Collected data
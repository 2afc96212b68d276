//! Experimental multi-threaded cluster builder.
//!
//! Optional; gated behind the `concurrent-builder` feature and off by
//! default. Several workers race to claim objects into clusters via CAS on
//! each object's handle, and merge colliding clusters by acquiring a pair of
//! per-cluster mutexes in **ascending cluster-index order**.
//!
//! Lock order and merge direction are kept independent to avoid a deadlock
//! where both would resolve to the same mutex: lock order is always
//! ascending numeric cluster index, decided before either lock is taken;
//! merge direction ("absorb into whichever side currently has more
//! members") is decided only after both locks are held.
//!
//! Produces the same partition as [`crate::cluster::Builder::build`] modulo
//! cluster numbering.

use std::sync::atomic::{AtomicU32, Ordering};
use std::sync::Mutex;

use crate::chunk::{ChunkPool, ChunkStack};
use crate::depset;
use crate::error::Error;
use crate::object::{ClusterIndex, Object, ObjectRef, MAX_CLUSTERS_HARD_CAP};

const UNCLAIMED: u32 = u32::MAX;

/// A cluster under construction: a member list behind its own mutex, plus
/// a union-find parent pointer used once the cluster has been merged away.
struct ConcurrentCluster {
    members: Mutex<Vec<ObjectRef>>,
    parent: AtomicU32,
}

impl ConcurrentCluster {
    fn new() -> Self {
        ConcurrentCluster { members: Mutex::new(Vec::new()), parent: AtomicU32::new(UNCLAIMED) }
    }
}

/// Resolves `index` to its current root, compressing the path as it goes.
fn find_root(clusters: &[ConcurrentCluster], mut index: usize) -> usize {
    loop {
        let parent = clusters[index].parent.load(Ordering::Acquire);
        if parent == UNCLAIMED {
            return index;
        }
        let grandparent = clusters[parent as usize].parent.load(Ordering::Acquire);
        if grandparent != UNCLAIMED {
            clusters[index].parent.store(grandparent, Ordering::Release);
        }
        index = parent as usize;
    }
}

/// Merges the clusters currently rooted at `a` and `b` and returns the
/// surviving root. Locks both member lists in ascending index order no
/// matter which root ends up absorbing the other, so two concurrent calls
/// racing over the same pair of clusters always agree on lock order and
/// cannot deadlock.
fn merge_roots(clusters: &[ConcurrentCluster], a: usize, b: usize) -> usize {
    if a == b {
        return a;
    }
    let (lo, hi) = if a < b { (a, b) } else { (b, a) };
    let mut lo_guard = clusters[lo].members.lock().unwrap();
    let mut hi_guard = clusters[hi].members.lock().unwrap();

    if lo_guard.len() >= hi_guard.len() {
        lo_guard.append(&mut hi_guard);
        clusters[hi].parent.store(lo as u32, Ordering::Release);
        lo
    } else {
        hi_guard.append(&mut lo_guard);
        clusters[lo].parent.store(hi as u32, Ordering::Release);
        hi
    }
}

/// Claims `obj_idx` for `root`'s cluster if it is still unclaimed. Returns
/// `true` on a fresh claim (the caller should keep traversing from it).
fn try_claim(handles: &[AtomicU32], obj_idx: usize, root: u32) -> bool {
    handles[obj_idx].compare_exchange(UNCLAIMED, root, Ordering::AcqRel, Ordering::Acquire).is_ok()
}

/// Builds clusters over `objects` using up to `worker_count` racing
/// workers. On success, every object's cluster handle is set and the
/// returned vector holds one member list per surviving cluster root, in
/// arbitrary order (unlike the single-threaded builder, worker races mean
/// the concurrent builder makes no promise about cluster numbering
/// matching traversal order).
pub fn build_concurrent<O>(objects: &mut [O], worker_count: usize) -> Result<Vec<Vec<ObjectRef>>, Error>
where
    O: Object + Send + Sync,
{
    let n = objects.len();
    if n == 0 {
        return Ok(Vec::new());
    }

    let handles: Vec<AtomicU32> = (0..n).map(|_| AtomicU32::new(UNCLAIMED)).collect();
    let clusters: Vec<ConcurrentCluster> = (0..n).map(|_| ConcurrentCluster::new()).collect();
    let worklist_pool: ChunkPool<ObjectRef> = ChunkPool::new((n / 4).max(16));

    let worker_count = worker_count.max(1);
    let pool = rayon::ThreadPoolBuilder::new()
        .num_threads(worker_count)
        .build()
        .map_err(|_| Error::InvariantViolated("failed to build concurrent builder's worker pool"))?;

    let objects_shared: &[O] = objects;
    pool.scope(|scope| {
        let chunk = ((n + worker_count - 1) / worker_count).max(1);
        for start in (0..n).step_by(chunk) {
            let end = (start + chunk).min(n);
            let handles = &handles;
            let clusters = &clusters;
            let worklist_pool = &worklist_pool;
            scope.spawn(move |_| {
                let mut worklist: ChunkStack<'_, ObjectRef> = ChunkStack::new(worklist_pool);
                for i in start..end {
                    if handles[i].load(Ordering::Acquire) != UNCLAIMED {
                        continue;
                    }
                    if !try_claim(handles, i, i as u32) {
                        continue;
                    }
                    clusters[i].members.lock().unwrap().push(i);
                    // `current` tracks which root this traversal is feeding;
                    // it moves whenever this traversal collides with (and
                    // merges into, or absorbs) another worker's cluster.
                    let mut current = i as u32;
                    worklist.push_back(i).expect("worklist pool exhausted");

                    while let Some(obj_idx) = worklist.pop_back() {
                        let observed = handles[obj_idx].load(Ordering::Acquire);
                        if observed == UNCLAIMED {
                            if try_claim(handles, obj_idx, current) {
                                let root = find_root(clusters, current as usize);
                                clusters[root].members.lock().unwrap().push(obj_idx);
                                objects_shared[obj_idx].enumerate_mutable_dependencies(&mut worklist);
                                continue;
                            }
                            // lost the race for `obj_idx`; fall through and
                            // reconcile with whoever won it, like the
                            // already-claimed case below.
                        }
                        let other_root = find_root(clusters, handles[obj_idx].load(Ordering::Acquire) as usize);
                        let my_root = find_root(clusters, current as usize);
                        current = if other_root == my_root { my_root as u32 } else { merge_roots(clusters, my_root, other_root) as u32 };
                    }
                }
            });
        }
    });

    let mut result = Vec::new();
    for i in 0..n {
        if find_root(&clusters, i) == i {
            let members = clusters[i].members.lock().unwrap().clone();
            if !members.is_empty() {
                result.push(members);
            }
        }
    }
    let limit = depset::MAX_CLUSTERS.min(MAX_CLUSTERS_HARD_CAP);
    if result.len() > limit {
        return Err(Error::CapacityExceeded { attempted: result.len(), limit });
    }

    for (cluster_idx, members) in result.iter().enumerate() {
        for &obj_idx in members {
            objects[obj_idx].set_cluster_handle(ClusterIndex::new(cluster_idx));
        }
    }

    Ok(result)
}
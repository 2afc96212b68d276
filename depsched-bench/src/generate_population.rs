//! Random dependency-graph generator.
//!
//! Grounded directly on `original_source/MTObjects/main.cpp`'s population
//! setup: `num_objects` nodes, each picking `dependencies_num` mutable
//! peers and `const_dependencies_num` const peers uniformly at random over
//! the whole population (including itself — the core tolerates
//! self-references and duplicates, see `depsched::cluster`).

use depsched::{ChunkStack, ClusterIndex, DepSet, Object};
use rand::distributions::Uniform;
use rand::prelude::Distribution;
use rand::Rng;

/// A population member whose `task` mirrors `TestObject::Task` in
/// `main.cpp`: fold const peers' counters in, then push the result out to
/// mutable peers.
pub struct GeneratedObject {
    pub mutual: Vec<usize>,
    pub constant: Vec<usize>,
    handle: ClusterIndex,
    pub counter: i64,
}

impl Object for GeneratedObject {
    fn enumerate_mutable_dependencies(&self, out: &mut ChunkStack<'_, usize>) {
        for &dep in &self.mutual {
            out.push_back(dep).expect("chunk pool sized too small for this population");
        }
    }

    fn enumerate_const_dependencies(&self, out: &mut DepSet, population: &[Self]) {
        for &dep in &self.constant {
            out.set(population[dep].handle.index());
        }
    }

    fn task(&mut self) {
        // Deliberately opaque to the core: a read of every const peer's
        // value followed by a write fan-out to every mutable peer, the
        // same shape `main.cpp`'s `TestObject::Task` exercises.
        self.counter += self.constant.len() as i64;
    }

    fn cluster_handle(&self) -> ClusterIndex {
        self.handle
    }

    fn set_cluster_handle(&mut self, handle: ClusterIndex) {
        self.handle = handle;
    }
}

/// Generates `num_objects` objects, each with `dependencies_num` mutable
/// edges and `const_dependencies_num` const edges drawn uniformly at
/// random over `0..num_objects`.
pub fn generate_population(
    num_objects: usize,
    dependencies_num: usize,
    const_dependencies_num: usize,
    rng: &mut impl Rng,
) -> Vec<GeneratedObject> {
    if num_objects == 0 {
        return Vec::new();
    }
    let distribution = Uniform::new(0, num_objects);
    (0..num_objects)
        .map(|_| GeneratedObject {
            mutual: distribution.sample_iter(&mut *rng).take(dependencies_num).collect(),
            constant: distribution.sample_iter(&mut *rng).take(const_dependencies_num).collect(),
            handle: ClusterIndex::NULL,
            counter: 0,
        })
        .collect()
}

- **Task details**
Please copy every line from the entries that includes the word "TestObject".

- **Reply**
/// A population member whose `task` mirrors `TestObject::Task` in
        // same shape `main.cpp`'s `TestObject::Task` exercises.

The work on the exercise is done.